--- START ---
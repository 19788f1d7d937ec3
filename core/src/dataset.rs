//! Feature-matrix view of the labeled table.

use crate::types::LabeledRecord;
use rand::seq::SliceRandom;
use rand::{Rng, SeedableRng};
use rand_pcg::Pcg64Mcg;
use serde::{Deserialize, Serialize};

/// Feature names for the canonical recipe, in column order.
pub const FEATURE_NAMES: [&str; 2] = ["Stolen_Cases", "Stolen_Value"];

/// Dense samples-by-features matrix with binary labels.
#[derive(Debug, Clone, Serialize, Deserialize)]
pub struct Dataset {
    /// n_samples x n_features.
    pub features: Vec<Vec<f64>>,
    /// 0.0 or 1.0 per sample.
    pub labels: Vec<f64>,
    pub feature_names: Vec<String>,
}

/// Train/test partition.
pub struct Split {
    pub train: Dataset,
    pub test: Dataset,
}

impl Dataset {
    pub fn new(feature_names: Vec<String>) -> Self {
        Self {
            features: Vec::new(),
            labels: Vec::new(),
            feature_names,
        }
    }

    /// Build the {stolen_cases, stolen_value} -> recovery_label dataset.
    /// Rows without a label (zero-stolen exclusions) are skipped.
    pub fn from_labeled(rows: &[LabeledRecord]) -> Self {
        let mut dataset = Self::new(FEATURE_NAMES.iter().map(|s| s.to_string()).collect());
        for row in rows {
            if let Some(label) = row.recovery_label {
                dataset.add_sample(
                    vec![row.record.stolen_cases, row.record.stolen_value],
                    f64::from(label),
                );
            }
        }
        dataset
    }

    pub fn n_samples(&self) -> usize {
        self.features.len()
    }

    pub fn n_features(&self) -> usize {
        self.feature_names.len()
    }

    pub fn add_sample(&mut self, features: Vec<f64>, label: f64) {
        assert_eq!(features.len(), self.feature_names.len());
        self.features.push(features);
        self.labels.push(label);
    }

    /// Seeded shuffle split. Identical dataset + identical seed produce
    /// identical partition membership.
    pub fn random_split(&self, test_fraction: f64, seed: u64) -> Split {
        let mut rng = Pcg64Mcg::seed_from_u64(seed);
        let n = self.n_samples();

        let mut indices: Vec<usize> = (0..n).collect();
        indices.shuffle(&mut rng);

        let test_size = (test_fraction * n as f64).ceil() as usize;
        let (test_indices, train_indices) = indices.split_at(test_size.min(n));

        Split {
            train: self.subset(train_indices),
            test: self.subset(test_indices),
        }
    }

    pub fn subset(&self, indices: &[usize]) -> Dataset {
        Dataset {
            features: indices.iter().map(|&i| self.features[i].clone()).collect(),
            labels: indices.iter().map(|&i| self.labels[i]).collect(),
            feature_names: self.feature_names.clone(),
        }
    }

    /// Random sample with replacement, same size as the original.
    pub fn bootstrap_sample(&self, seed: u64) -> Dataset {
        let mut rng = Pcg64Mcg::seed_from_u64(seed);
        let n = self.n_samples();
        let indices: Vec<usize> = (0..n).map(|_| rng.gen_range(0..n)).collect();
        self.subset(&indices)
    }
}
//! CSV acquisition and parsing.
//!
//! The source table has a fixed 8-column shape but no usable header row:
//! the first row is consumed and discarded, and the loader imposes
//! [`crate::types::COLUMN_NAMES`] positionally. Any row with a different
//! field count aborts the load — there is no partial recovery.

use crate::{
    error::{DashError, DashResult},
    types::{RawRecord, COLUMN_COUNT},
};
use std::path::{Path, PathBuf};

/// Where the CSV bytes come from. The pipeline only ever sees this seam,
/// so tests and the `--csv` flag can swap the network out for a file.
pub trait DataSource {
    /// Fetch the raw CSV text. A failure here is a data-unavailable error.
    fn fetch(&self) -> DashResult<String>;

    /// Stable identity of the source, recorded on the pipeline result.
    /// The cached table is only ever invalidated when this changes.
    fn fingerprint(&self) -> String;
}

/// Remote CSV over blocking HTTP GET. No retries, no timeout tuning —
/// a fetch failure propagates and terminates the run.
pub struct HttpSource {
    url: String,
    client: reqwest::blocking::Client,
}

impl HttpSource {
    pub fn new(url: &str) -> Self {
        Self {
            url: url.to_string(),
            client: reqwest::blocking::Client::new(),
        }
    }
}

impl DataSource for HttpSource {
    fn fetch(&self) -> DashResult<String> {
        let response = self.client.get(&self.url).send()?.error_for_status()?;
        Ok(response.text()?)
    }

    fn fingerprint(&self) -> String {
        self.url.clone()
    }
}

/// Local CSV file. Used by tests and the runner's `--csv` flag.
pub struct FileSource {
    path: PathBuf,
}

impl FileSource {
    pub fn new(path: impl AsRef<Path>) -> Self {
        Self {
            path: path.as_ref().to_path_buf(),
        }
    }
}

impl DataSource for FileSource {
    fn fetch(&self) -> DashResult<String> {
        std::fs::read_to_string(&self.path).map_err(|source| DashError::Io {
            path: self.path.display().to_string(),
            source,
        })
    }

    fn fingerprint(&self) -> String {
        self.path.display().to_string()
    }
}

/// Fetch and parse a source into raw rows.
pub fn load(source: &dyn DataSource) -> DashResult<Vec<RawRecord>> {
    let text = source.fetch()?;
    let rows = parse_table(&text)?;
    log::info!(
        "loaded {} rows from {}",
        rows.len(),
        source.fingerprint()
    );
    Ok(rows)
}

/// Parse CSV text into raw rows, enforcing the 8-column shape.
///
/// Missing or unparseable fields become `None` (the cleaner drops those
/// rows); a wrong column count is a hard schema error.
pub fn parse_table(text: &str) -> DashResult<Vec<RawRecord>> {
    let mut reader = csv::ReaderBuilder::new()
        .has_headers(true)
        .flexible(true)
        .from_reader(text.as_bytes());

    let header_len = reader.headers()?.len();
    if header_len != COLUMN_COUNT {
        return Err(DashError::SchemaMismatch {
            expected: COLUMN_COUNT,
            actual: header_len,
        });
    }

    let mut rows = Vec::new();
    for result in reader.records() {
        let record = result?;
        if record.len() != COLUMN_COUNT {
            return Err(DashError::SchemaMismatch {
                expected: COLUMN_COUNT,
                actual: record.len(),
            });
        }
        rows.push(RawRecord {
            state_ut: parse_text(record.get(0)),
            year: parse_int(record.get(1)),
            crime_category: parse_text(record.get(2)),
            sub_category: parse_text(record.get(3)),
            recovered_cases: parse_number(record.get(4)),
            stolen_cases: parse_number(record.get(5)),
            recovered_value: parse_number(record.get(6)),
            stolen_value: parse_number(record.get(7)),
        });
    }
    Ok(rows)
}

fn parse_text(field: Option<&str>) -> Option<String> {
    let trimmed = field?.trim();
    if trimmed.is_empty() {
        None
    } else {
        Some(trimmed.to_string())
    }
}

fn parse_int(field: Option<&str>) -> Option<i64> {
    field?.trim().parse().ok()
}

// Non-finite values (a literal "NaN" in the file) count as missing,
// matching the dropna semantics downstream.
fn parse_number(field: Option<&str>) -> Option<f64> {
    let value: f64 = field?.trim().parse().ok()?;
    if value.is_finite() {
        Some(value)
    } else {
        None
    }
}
--- END ---
--- START ---
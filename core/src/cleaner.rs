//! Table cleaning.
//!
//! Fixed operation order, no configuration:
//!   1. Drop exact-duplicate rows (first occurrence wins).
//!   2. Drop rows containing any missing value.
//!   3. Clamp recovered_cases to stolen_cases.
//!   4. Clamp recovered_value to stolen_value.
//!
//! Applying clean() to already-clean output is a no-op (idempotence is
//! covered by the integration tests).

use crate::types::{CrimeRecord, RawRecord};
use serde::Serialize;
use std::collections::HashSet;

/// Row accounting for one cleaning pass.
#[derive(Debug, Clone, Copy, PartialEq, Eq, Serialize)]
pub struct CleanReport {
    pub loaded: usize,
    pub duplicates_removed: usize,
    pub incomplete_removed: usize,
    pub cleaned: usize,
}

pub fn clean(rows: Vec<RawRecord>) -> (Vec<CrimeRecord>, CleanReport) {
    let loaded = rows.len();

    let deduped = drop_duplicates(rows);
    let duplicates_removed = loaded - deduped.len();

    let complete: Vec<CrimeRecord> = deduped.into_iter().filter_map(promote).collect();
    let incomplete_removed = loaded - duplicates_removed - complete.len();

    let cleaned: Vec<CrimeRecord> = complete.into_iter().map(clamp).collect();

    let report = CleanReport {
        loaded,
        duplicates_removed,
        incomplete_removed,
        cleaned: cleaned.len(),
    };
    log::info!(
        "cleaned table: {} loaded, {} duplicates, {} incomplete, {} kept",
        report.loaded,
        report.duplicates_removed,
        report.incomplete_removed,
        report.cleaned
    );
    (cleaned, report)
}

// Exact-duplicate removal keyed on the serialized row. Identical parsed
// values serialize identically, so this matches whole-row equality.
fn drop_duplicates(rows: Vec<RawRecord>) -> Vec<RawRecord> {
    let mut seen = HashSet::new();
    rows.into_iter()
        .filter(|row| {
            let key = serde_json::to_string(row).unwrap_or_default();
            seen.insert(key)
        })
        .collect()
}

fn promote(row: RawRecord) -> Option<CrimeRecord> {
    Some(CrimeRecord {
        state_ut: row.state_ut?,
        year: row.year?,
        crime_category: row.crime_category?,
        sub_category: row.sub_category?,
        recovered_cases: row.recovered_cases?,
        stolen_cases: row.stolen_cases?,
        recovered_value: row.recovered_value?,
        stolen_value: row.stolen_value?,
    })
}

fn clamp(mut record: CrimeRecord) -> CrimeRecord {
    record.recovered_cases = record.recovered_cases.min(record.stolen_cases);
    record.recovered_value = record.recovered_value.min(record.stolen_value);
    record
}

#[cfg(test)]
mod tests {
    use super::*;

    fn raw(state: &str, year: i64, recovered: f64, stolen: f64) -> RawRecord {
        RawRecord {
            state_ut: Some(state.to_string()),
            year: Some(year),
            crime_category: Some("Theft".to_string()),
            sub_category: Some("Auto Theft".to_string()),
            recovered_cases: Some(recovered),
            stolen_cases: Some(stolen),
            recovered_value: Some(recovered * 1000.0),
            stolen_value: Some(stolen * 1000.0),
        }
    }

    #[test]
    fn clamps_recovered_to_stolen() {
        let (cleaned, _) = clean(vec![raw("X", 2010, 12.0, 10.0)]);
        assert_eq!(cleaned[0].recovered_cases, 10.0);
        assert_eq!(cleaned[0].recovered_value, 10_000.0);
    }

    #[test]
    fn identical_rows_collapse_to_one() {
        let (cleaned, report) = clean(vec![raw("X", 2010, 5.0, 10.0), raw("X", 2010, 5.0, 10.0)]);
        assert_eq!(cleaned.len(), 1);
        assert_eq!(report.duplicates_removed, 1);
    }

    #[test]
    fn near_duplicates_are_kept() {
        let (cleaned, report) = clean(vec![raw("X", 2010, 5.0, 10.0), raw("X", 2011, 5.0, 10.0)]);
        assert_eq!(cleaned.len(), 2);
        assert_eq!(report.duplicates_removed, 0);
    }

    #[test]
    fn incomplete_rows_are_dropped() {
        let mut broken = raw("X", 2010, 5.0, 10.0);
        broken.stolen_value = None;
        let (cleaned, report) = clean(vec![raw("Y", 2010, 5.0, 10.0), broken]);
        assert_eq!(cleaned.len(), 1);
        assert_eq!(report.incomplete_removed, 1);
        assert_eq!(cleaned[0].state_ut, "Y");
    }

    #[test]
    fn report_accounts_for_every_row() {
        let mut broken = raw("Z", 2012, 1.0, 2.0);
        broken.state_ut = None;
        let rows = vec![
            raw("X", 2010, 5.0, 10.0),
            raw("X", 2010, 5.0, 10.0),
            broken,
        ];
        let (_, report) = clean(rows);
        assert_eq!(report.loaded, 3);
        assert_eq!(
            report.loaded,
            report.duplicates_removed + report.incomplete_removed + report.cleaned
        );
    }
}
--- END ---
--- START ---
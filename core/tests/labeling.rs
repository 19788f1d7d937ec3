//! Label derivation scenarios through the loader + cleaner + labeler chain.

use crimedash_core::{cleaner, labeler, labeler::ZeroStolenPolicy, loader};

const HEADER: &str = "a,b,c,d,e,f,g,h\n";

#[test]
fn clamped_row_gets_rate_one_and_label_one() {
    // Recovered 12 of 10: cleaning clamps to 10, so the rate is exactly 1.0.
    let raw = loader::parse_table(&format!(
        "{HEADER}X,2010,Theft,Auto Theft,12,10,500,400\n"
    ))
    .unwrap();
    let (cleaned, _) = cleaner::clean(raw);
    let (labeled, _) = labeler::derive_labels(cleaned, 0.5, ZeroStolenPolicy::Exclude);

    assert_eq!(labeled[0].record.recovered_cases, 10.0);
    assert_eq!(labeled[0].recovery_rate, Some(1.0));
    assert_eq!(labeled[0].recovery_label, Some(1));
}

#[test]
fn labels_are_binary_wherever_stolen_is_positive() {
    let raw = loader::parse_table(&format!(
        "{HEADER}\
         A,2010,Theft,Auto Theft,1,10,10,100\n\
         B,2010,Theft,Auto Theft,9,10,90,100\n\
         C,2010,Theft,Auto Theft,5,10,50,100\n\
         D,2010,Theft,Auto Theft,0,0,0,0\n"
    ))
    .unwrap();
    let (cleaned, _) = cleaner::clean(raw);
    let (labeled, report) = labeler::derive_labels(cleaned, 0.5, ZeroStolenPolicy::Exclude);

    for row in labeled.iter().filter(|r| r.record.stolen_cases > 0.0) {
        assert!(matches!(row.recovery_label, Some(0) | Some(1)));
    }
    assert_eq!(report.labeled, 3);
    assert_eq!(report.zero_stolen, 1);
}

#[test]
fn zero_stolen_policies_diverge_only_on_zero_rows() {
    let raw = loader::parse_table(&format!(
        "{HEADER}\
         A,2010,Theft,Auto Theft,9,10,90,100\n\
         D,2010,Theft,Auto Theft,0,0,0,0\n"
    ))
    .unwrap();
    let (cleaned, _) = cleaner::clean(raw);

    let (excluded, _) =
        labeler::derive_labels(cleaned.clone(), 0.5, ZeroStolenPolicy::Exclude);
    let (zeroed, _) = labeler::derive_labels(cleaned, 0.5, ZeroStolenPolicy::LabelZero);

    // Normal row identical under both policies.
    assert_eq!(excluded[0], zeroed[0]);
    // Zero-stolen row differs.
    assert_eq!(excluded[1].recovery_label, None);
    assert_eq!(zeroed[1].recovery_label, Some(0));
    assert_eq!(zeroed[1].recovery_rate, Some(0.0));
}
--- END ---
Copy out whichever lines of the listing contain the word "deduped".

    let deduped = drop_duplicates(rows);
    let duplicates_removed = loaded - deduped.len();
    let complete: Vec<CrimeRecord> = deduped.into_iter().filter_map(promote).collect();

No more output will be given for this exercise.